[Stored items from a collection]

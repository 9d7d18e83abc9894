// Copyright (c) 2025 Geoffrey Huntley <ghuntley@ghuntley.com>. All rights
// reserved. SPDX-License-Identifier: Proprietary

//! Gemini LLM client implementation for Herald.
//!
//! Calls the public Generative Language API with the `google_search` tool
//! enabled, so answers are grounded in live web results and the cited pages
//! come back alongside the text.

mod client;
mod types;

pub use client::GeminiClient;
pub use types::*;
// Copyright (c) 2025 Geoffrey Huntley <ghuntley@ghuntley.com>. All rights reserved.
// SPDX-License-Identifier: Proprietary

//! Partial configuration produced by a single source.

use serde::{Deserialize, Serialize};

use crate::sections::{
	HttpConfigLayer, LlmConfigLayer, LoggingConfigLayer, OrchestrationConfigLayer, SearchConfigLayer,
};

/// One source's view of the configuration. Every section is optional so
/// that a TOML file may mention only what it overrides.
#[derive(Debug, Clone, Default, Serialize, Deserialize)]
pub struct ServerConfigLayer {
	#[serde(default)]
	pub http: Option<HttpConfigLayer>,
	#[serde(default)]
	pub logging: Option<LoggingConfigLayer>,
	#[serde(default)]
	pub search: Option<SearchConfigLayer>,
	#[serde(default)]
	pub llm: Option<LlmConfigLayer>,
	#[serde(default)]
	pub orchestration: Option<OrchestrationConfigLayer>,
}

impl ServerConfigLayer {
	/// Overlays `other` on top of `self`; values present in `other` win.
	pub fn merge(&mut self, other: ServerConfigLayer) {
		if let Some(http) = other.http {
			self.http.get_or_insert_with(Default::default).merge(http);
		}
		if let Some(logging) = other.logging {
			self.logging.get_or_insert_with(Default::default).merge(logging);
		}
		if let Some(search) = other.search {
			self.search.get_or_insert_with(Default::default).merge(search);
		}
		if let Some(llm) = other.llm {
			self.llm.get_or_insert_with(Default::default).merge(llm);
		}
		if let Some(orchestration) = other.orchestration {
			self.orchestration
				.get_or_insert_with(Default::default)
				.merge(orchestration);
		}
	}
}
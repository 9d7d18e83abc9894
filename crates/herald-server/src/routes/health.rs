// Copyright (c) 2025 Geoffrey Huntley <ghuntley@ghuntley.com>. All rights
// reserved. SPDX-License-Identifier: Proprietary

//! Health HTTP handler.

use axum::{extract::State, http::StatusCode, response::IntoResponse, Json};
use herald_server_search_service::ProviderStatus;
use serde::Serialize;

use crate::api::AppState;

#[derive(Debug, Serialize)]
pub struct HealthResponse {
	pub status: &'static str,
	pub version: &'static str,
	pub providers: ProviderStatus,
}

/// GET /health - reports which collaborators are configured.
pub async fn health_check(State(state): State<AppState>) -> impl IntoResponse {
	let response = HealthResponse {
		status: "ok",
		version: env!("CARGO_PKG_VERSION"),
		providers: state.service.status(),
	};
	(StatusCode::OK, Json(response))
}
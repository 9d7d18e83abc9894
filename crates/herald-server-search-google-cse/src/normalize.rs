// Copyright (c) 2025 Geoffrey Huntley <ghuntley@ghuntley.com>. All rights
// reserved. SPDX-License-Identifier: Proprietary

//! Turns Google CSE items into articles.
//!
//! Web results carry no first-class publisher or date, so both are recovered
//! from the page's structured data and, failing that, from the snippet.

use std::sync::LazyLock;

use chrono::DateTime;
use herald_common_core::{display_date, parse_date, Article, ArticleSource, UNKNOWN_PUBLISHER};
use regex::Regex;
use url::Url;

use crate::types::GoogleCseItem;

/// Metatag keys that carry a publication date, in preference order.
const DATE_METATAGS: &[&str] = &[
	"article:published_time",
	"og:article:published_time",
	"datepublished",
	"pubdate",
	"publishdate",
	"date",
	"dc.date",
];

static SNIPPET_DATE_REGEX: LazyLock<Regex> = LazyLock::new(|| {
	Regex::new(
		r"\b(?:Jan|Feb|Mar|Apr|May|Jun|Jul|Aug|Sep|Oct|Nov|Dec)[a-z]*\.? \d{1,2}, \d{4}\b|\b\d{4}-\d{2}-\d{2}\b",
	)
	.unwrap()
});

/// Normalizes one CSE item found at zero-based absolute `position`.
pub fn normalize_item(item: GoogleCseItem, position: usize) -> Article {
	let publisher = publisher_of(&item);
	let (published_date, published_time) = published_of(&item);

	Article {
		title: item.title,
		publisher,
		published_date,
		published_time,
		url: item.link,
		summary: item.snippet.unwrap_or_default(),
		image: None,
		relevance_score: Article::position_score(position),
		source: Some(ArticleSource::Web),
	}
}

/// `organization[0].name`, then `og:site_name`, then the display host.
fn publisher_of(item: &GoogleCseItem) -> String {
	let pagemap = item.pagemap.as_ref();

	let organization = pagemap
		.and_then(|p| p.organization.first())
		.and_then(|o| o.name.as_deref())
		.map(str::trim)
		.filter(|n| !n.is_empty());
	if let Some(name) = organization {
		return name.to_string();
	}

	let site_name = pagemap
		.and_then(|p| p.metatags.first())
		.and_then(|tags| metatag(tags, "og:site_name"))
		.filter(|n| !n.is_empty());
	if let Some(name) = site_name {
		return name;
	}

	item.display_link
		.as_deref()
		.and_then(clean_host)
		.or_else(|| clean_host(&item.link))
		.unwrap_or_else(|| UNKNOWN_PUBLISHER.to_string())
}

/// Host of `link` (a bare host or full URL) without a leading `www.`.
fn clean_host(link: &str) -> Option<String> {
	let link = link.trim();
	if link.is_empty() {
		return None;
	}
	let parsed = if link.contains("://") {
		Url::parse(link)
	} else {
		Url::parse(&format!("https://{link}"))
	}
	.ok()?;
	let host = parsed.host_str()?;
	Some(host.strip_prefix("www.").unwrap_or(host).to_string())
}

fn metatag(tags: &std::collections::HashMap<String, serde_json::Value>, key: &str) -> Option<String> {
	tags.iter()
		.find(|(k, _)| k.eq_ignore_ascii_case(key))
		.and_then(|(_, v)| v.as_str())
		.map(|v| v.trim().to_string())
}

fn published_of(item: &GoogleCseItem) -> (Option<String>, Option<String>) {
	let tagged = item
		.pagemap
		.as_ref()
		.and_then(|p| p.metatags.first())
		.and_then(|tags| DATE_METATAGS.iter().find_map(|key| metatag(tags, key)))
		.filter(|raw| !raw.is_empty());

	if let Some(raw) = tagged {
		if let Some(date) = parse_date(&raw) {
			let time = DateTime::parse_from_rfc3339(&raw)
				.ok()
				.map(|dt| dt.format("%I:%M %p").to_string());
			return (Some(display_date(date)), time);
		}
	}

	let from_snippet = item
		.snippet
		.as_deref()
		.and_then(|s| SNIPPET_DATE_REGEX.find(s))
		.and_then(|m| parse_date(&snippet_date_text(m.as_str())))
		.map(display_date);
	(from_snippet, None)
}

/// `Sept. 5, 2025` becomes `Sep 5, 2025`, which chrono's `%b` understands.
fn snippet_date_text(raw: &str) -> String {
	raw.replace('.', "").replace("Sept ", "Sep ")
}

▶ [Work to be completed]: What is wanted is the complete set of entries, returned verbatim.

▶ [Result of the task]:
repository 9d7d18e83abc9894
// Copyright (c) 2025 Geoffrey Huntley <ghuntley@ghuntley.com>. All rights
// reserved. SPDX-License-Identifier: Proprietary

//! Gemini LLM client implementation for Herald.
//!
//! Calls the public Generative Language API with the `google_search` tool
//! enabled, so answers are grounded in live web results and the cited pages
//! come back alongside the text.

mod client;
mod types;

pub use client::GeminiClient;
pub use types::*;
// Copyright (c) 2025 Geoffrey Huntley <ghuntley@ghuntley.com>. All rights reserved.
// SPDX-License-Identifier: Proprietary

//! Partial configuration produced by a single source.

use serde::{Deserialize, Serialize};

use crate::sections::{
	HttpConfigLayer, LlmConfigLayer, LoggingConfigLayer, OrchestrationConfigLayer, SearchConfigLayer,
};

/// One source's view of the configuration. Every section is optional so
/// that a TOML file may mention only what it overrides.
#[derive(Debug, Clone, Default, Serialize, Deserialize)]
pub struct ServerConfigLayer {
	#[serde(default)]
	pub http: Option<HttpConfigLayer>,
	#[serde(default)]
	pub logging: Option<LoggingConfigLayer>,
	#[serde(default)]
	pub search: Option<SearchConfigLayer>,
	#[serde(default)]
	pub llm: Option<LlmConfigLayer>,
	#[serde(default)]
	pub orchestration: Option<OrchestrationConfigLayer>,
}

impl ServerConfigLayer {
	/// Overlays `other` on top of `self`; values present in `other` win.
	pub fn merge(&mut self, other: ServerConfigLayer) {
		if let Some(http) = other.http {
			self.http.get_or_insert_with(Default::default).merge(http);
		}
		if let Some(logging) = other.logging {
			self.logging.get_or_insert_with(Default::default).merge(logging);
		}
		if let Some(search) = other.search {
			self.search.get_or_insert_with(Default::default).merge(search);
		}
		if let Some(llm) = other.llm {
			self.llm.get_or_insert_with(Default::default).merge(llm);
		}
		if let Some(orchestration) = other.orchestration {
			self.orchestration
				.get_or_insert_with(Default::default)
				.merge(orchestration);
		}
	}
}
repository 9d7d18e83abc9894
filename crates/herald-server/src/routes/health.rs
// Copyright (c) 2025 Geoffrey Huntley <ghuntley@ghuntley.com>. All rights
// reserved. SPDX-License-Identifier: Proprietary

//! Health HTTP handler.

use axum::{extract::State, http::StatusCode, response::IntoResponse, Json};
use herald_server_search_service::ProviderStatus;
use serde::Serialize;

use crate::api::AppState;

#[derive(Debug, Serialize)]
pub struct HealthResponse {
	pub status: &'static str,
	pub version: &'static str,
	pub providers: ProviderStatus,
}

/// GET /health - reports which collaborators are configured.
pub async fn health_check(State(state): State<AppState>) -> impl IntoResponse {
	let response = HealthResponse {
		status: "ok",
		version: env!("CARGO_PKG_VERSION"),
		providers: state.service.status(),
	};
	(StatusCode::OK, Json(response))
}
repository 9d7d18e83abc9894
filename crates/herald-server-search-google-cse/src/normalize.rs
// Copyright (c) 2025 Geoffrey Huntley <ghuntley@ghuntley.com>. All rights
// reserved. SPDX-License-Identifier: Proprietary

//! Turns Google CSE items into articles.
//!
//! Web results carry no first-class publisher or date, so both are recovered
//! from the page's structured data and, failing that, from the snippet.

use std::sync::LazyLock;

use chrono::DateTime;
use herald_common_core::{display_date, parse_date, Article, ArticleSource, UNKNOWN_PUBLISHER};
use regex::Regex;
use url::Url;

use crate::types::GoogleCseItem;

/// Metatag keys that carry a publication date, in preference order.
const DATE_METATAGS: &[&str] = &[
	"article:published_time",
	"og:article:published_time",
	"datepublished",
	"pubdate",
	"publishdate",
	"date",
	"dc.date",
];

static SNIPPET_DATE_REGEX: LazyLock<Regex> = LazyLock::new(|| {
	Regex::new(
		r"\b(?:Jan|Feb|Mar|Apr|May|Jun|Jul|Aug|Sep|Oct|Nov|Dec)[a-z]*\.? \d{1,2}, \d{4}\b|\b\d{4}-\d{2}-\d{2}\b",
	)
	.unwrap()
});

/// Normalizes one CSE item found at zero-based absolute `position`.
pub fn normalize_item(item: GoogleCseItem, position: usize) -> Article {
	let publisher = publisher_of(&item);
	let (published_date, published_time) = published_of(&item);

	Article {
		title: item.title,
		publisher,
		published_date,
		published_time,
		url: item.link,
		summary: item.snippet.unwrap_or_default(),
		image: None,
		relevance_score: Article::position_score(position),
		source: Some(ArticleSource::Web),
	}
}

/// `organization[0].name`, then `og:site_name`, then the display host.
fn publisher_of(item: &GoogleCseItem) -> String {
	let pagemap = item.pagemap.as_ref();

	let organization = pagemap
		.and_then(|p| p.organization.first())
		.and_then(|o| o.name.as_deref())
		.map(str::trim)
		.filter(|n| !n.is_empty());
	if let Some(name) = organization {
		return name.to_string();
	}

	let site_name = pagemap
		.and_then(|p| p.metatags.first())
		.and_then(|tags| metatag(tags, "og:site_name"))
		.filter(|n| !n.is_empty());
	if let Some(name) = site_name {
		return name;
	}

	item.display_link
		.as_deref()
		.and_then(clean_host)
		.or_else(|| clean_host(&item.link))
		.unwrap_or_else(|| UNKNOWN_PUBLISHER.to_string())
}

/// Host of `link` (a bare host or full URL) without a leading `www.`.
fn clean_host(link: &str) -> Option<String> {
	let link = link.trim();
	if link.is_empty() {
		return None;
	}
	let parsed = if link.contains("://") {
		Url::parse(link)
	} else {
		Url::parse(&format!("https://{link}"))
	}
	.ok()?;
	let host = parsed.host_str()?;
	Some(host.strip_prefix("www.").unwrap_or(host).to_string())
}

fn metatag(tags: &std::collections::HashMap<String, serde_json::Value>, key: &str) -> Option<String> {
	tags.iter()
		.find(|(k, _)| k.eq_ignore_ascii_case(key))
		.and_then(|(_, v)| v.as_str())
		.map(|v| v.trim().to_string())
}

fn published_of(item: &GoogleCseItem) -> (Option<String>, Option<String>) {
	let tagged = item
		.pagemap
		.as_ref()
		.and_then(|p| p.metatags.first())
		.and_then(|tags| DATE_METATAGS.iter().find_map(|key| metatag(tags, key)))
		.filter(|raw| !raw.is_empty());

	if let Some(raw) = tagged {
		if let Some(date) = parse_date(&raw) {
			let time = DateTime::parse_from_rfc3339(&raw)
				.ok()
				.map(|dt| dt.format("%I:%M %p").to_string());
			return (Some(display_date(date)), time);
		}
	}

	let from_snippet = item
		.snippet
		.as_deref()
		.and_then(|s| SNIPPET_DATE_REGEX.find(s))
		.and_then(|m| parse_date(&snippet_date_text(m.as_str())))
		.map(display_date);
	(from_snippet, None)
}

/// `Sept. 5, 2025` becomes `Sep 5, 2025`, which chrono's `%b` understands.
fn snippet_date_text(raw: &str) -> String {
	raw.replace('.', "").replace("Sept ", "Sep ")
}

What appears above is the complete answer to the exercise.